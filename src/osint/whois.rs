// src/osint/whois.rs
use chrono::{Datelike, Utc};
use serde::{Serialize, Deserialize};
use utoipa::ToSchema;
use super::fixtures::{DOMAIN_STATUSES, REGISTRARS};
use super::{first_label, fingerprint, Fingerprint, HashStrategy, Result};

pub const DISCLAIMER: &str = "⚠️ Educational Simulation: Data generated for demonstration purposes.";

/// Envelope kept for compatibility with clients of common WHOIS APIs.
#[derive(Debug, Clone, PartialEq, Eq, Serialize, Deserialize, ToSchema)]
pub struct WhoisResponse {
    #[serde(rename = "WhoisRecord")]
    pub whois_record: WhoisRecord,
}

#[derive(Debug, Clone, PartialEq, Eq, Serialize, Deserialize, ToSchema)]
#[serde(rename_all = "camelCase")]
pub struct WhoisRecord {
    pub domain_name: String,
    pub registrar_name: String,
    #[serde(rename = "registrarIANAID")]
    pub registrar_iana_id: String,
    pub created_date: String,
    pub updated_date: String,
    pub expires_date: String,
    /// Whole years since creation (1 to 15)
    pub estimated_domain_age: i32,
    pub name_servers: NameServers,
    pub status: Vec<String>,
    pub disclaimer: String,
}

#[derive(Debug, Clone, PartialEq, Eq, Serialize, Deserialize, ToSchema)]
#[serde(rename_all = "camelCase")]
pub struct NameServers {
    pub host_names: Vec<String>,
}

#[cfg(test)]
pub fn simulate(domain: &str) -> Result<WhoisResponse> {
    simulate_with(domain, HashStrategy::Legacy)
}

/// Dates are relative to the current UTC year.
pub fn simulate_with(domain: &str, strategy: HashStrategy) -> Result<WhoisResponse> {
    let fp = fingerprint(domain, "domain", strategy)?;
    Ok(assemble(domain, fp, Utc::now().year()))
}

pub fn assemble(domain: &str, fp: Fingerprint, current_year: i32) -> WhoisResponse {
    let hash = fp.value();
    let registrar = *fp.pick(0, REGISTRARS);

    let age = (hash % 15) as i32 + 1;
    let created_year = current_year - age;
    let month = hash % 9 + 1;
    let expires_year = current_year + (hash % 5) as i32 + 1;

    let ns_base = first_label(domain);
    let host_names = (1..=4).map(|n| format!("ns{}.{}.com", n, ns_base)).collect();

    WhoisResponse {
        whois_record: WhoisRecord {
            domain_name: domain.to_lowercase(),
            registrar_name: registrar.to_string(),
            registrar_iana_id: (hash * 12).to_string(),
            created_date: format!("{}-0{}-15T04:00:00Z", created_year, month),
            updated_date: format!("{}-01-10T09:23:00Z", current_year),
            expires_date: format!("{}-0{}-15T04:00:00Z", expires_year, month),
            estimated_domain_age: current_year - created_year,
            name_servers: NameServers { host_names },
            status: DOMAIN_STATUSES.iter().map(|s| s.to_string()).collect(),
            disclaimer: DISCLAIMER.to_string(),
        },
    }
}

#[cfg(test)]
mod tests {
    use super::*;
    use crate::osint::test_support::sample_targets;

    #[test]
    fn example_com_record() {
        // 11 + 'e' (101) = 112
        let record = assemble("example.com", Fingerprint::of("example.com").unwrap(), 2026).whois_record;
        assert_eq!(record.domain_name, "example.com");
        assert_eq!(record.registrar_name, "MarkMonitor Inc.");
        assert_eq!(record.registrar_iana_id, "1344");
        assert_eq!(record.created_date, "2018-05-15T04:00:00Z");
        assert_eq!(record.expires_date, "2029-05-15T04:00:00Z");
        assert_eq!(record.updated_date, "2026-01-10T09:23:00Z");
        assert_eq!(record.estimated_domain_age, 8);
        assert_eq!(record.status.len(), 3);

        let hosts = &record.name_servers.host_names;
        assert_eq!(hosts.len(), 4);
        for host in hosts {
            assert!(host.starts_with("ns"));
            assert!(host.contains("example"));
        }
    }

    #[test]
    fn domain_name_is_lowercased_but_name_servers_keep_case() {
        let record = simulate("Example.COM").unwrap().whois_record;
        assert_eq!(record.domain_name, "example.com");
        assert_eq!(record.name_servers.host_names[0], "ns1.Example.com");
    }

    #[test]
    fn age_is_between_one_and_fifteen_years() {
        for target in sample_targets() {
            let record = simulate(&target).unwrap().whois_record;
            assert!((1..=15).contains(&record.estimated_domain_age), "{}", target);
        }
    }

    #[test]
    fn months_are_single_digit() {
        for target in sample_targets() {
            let record = assemble(&target, Fingerprint::of(&target).unwrap(), 2030).whois_record;
            let month = &record.created_date[5..7];
            assert!(("01"..="09").contains(&month), "{}", record.created_date);
            assert_eq!(&record.expires_date[4..], &record.created_date[4..]);
        }
    }

    #[test]
    fn serializes_with_whois_api_field_names() {
        let json = serde_json::to_value(simulate("example.com").unwrap()).unwrap();
        let record = &json["WhoisRecord"];
        assert!(record["registrarIANAID"].is_string());
        assert!(record["nameServers"]["hostNames"].is_array());
        assert!(record["estimatedDomainAge"].is_number());
        assert!(record["disclaimer"].is_string());
    }
}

Exercise brief
Each line of the records must be reproduced exactly.

The answer
filename src/osint/whois.rs
// src/osint/whois.rs
use chrono::{Datelike, Utc};
use serde::{Serialize, Deserialize};
use utoipa::ToSchema;
use super::fixtures::{DOMAIN_STATUSES, REGISTRARS};
use super::{first_label, fingerprint, Fingerprint, HashStrategy, Result};

pub const DISCLAIMER: &str = "⚠️ Educational Simulation: Data generated for demonstration purposes.";

/// Envelope kept for compatibility with clients of common WHOIS APIs.
#[derive(Debug, Clone, PartialEq, Eq, Serialize, Deserialize, ToSchema)]
pub struct WhoisResponse {
    #[serde(rename = "WhoisRecord")]
    pub whois_record: WhoisRecord,
}

#[derive(Debug, Clone, PartialEq, Eq, Serialize, Deserialize, ToSchema)]
#[serde(rename_all = "camelCase")]
pub struct WhoisRecord {
    pub domain_name: String,
    pub registrar_name: String,
    #[serde(rename = "registrarIANAID")]
    pub registrar_iana_id: String,
    pub created_date: String,
    pub updated_date: String,
    pub expires_date: String,
    /// Whole years since creation (1 to 15)
    pub estimated_domain_age: i32,
    pub name_servers: NameServers,
    pub status: Vec<String>,
    pub disclaimer: String,
}

#[derive(Debug, Clone, PartialEq, Eq, Serialize, Deserialize, ToSchema)]
#[serde(rename_all = "camelCase")]
pub struct NameServers {
    pub host_names: Vec<String>,
}

#[cfg(test)]
pub fn simulate(domain: &str) -> Result<WhoisResponse> {
    simulate_with(domain, HashStrategy::Legacy)
}

/// Dates are relative to the current UTC year.
pub fn simulate_with(domain: &str, strategy: HashStrategy) -> Result<WhoisResponse> {
    let fp = fingerprint(domain, "domain", strategy)?;
    Ok(assemble(domain, fp, Utc::now().year()))
}

pub fn assemble(domain: &str, fp: Fingerprint, current_year: i32) -> WhoisResponse {
    let hash = fp.value();
    let registrar = *fp.pick(0, REGISTRARS);

    let age = (hash % 15) as i32 + 1;
    let created_year = current_year - age;
    let month = hash % 9 + 1;
    let expires_year = current_year + (hash % 5) as i32 + 1;

    let ns_base = first_label(domain);
    let host_names = (1..=4).map(|n| format!("ns{}.{}.com", n, ns_base)).collect();

    WhoisResponse {
        whois_record: WhoisRecord {
            domain_name: domain.to_lowercase(),
            registrar_name: registrar.to_string(),
            registrar_iana_id: (hash * 12).to_string(),
            created_date: format!("{}-0{}-15T04:00:00Z", created_year, month),
            updated_date: format!("{}-01-10T09:23:00Z", current_year),
            expires_date: format!("{}-0{}-15T04:00:00Z", expires_year, month),
            estimated_domain_age: current_year - created_year,
            name_servers: NameServers { host_names },
            status: DOMAIN_STATUSES.iter().map(|s| s.to_string()).collect(),
            disclaimer: DISCLAIMER.to_string(),
        },
    }
}

#[cfg(test)]
mod tests {
    use super::*;
    use crate::osint::test_support::sample_targets;

    #[test]
    fn example_com_record() {
        // 11 + 'e' (101) = 112
        let record = assemble("example.com", Fingerprint::of("example.com").unwrap(), 2026).whois_record;
        assert_eq!(record.domain_name, "example.com");
        assert_eq!(record.registrar_name, "MarkMonitor Inc.");
        assert_eq!(record.registrar_iana_id, "1344");
        assert_eq!(record.created_date, "2018-05-15T04:00:00Z");
        assert_eq!(record.expires_date, "2029-05-15T04:00:00Z");
        assert_eq!(record.updated_date, "2026-01-10T09:23:00Z");
        assert_eq!(record.estimated_domain_age, 8);
        assert_eq!(record.status.len(), 3);

        let hosts = &record.name_servers.host_names;
        assert_eq!(hosts.len(), 4);
        for host in hosts {
            assert!(host.starts_with("ns"));
            assert!(host.contains("example"));
        }
    }

    #[test]
    fn domain_name_is_lowercased_but_name_servers_keep_case() {
        let record = simulate("Example.COM").unwrap().whois_record;
        assert_eq!(record.domain_name, "example.com");
        assert_eq!(record.name_servers.host_names[0], "ns1.Example.com");
    }

    #[test]
    fn age_is_between_one_and_fifteen_years() {
        for target in sample_targets() {
            let record = simulate(&target).unwrap().whois_record;
            assert!((1..=15).contains(&record.estimated_domain_age), "{}", target);
        }
    }

    #[test]
    fn months_are_single_digit() {
        for target in sample_targets() {
            let record = assemble(&target, Fingerprint::of(&target).unwrap(), 2030).whois_record;
            let month = &record.created_date[5..7];
            assert!(("01"..="09").contains(&month), "{}", record.created_date);
            assert_eq!(&record.expires_date[4..], &record.created_date[4..]);
        }
    }

    #[test]
    fn serializes_with_whois_api_field_names() {
        let json = serde_json::to_value(simulate("example.com").unwrap()).unwrap();
        let record = &json["WhoisRecord"];
        assert!(record["registrarIANAID"].is_string());
        assert!(record["nameServers"]["hostNames"].is_array());
        assert!(record["estimatedDomainAge"].is_number());
        assert!(record["disclaimer"].is_string());
    }
}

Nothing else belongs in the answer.